● **Exercise data**:
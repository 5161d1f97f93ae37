use cnnviz_core::waveform::{peak_amplitude, peak_columns};
use web_sys::CanvasRenderingContext2d;

const BACKGROUND: &str = "#fafaf9";
const TRACE: &str = "#57534e";
const AXIS: &str = "#d6d3d1";

/// Draw a min/max trace of `samples` across the whole canvas.
pub fn draw_waveform(ctx: &CanvasRenderingContext2d, samples: &[f32], canvas_width: f64, canvas_height: f64) {
    ctx.set_fill_style_str(BACKGROUND);
    ctx.fill_rect(0.0, 0.0, canvas_width, canvas_height);

    let mid_y = canvas_height / 2.0;
    ctx.set_stroke_style_str(AXIS);
    ctx.set_line_width(1.0);
    ctx.begin_path();
    ctx.move_to(0.0, mid_y);
    ctx.line_to(canvas_width, mid_y);
    ctx.stroke();

    let columns = peak_columns(samples, canvas_width as usize);
    if columns.is_empty() {
        return;
    }
    let scale = mid_y * 0.9 / peak_amplitude(samples) as f64;
    let px_per_col = canvas_width / columns.len() as f64;

    ctx.set_stroke_style_str(TRACE);
    ctx.begin_path();
    for (i, col) in columns.iter().enumerate() {
        let x = (i as f64 + 0.5) * px_per_col;
        let y_top = mid_y - col.max as f64 * scale;
        let y_bottom = mid_y - col.min as f64 * scale;
        // keep single-sample columns visible
        let y_bottom = if (y_bottom - y_top).abs() < 1.0 { y_top + 1.0 } else { y_bottom };
        ctx.move_to(x, y_top);
        ctx.line_to(x, y_bottom);
    }
    ctx.stroke();
}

● **Instructions to follow**:
The records above, in their entirety, need to be set down again exactly.

● **Your response**:
repository 5161d1f97f93ae37
use cnnviz_core::waveform::{peak_amplitude, peak_columns};
use web_sys::CanvasRenderingContext2d;

const BACKGROUND: &str = "#fafaf9";
const TRACE: &str = "#57534e";
const AXIS: &str = "#d6d3d1";

/// Draw a min/max trace of `samples` across the whole canvas.
pub fn draw_waveform(ctx: &CanvasRenderingContext2d, samples: &[f32], canvas_width: f64, canvas_height: f64) {
    ctx.set_fill_style_str(BACKGROUND);
    ctx.fill_rect(0.0, 0.0, canvas_width, canvas_height);

    let mid_y = canvas_height / 2.0;
    ctx.set_stroke_style_str(AXIS);
    ctx.set_line_width(1.0);
    ctx.begin_path();
    ctx.move_to(0.0, mid_y);
    ctx.line_to(canvas_width, mid_y);
    ctx.stroke();

    let columns = peak_columns(samples, canvas_width as usize);
    if columns.is_empty() {
        return;
    }
    let scale = mid_y * 0.9 / peak_amplitude(samples) as f64;
    let px_per_col = canvas_width / columns.len() as f64;

    ctx.set_stroke_style_str(TRACE);
    ctx.begin_path();
    for (i, col) in columns.iter().enumerate() {
        let x = (i as f64 + 0.5) * px_per_col;
        let y_top = mid_y - col.max as f64 * scale;
        let y_bottom = mid_y - col.min as f64 * scale;
        // keep single-sample columns visible
        let y_bottom = if (y_bottom - y_top).abs() < 1.0 { y_top + 1.0 } else { y_bottom };
        ctx.move_to(x, y_top);
        ctx.line_to(x, y_bottom);
    }
    ctx.stroke();
}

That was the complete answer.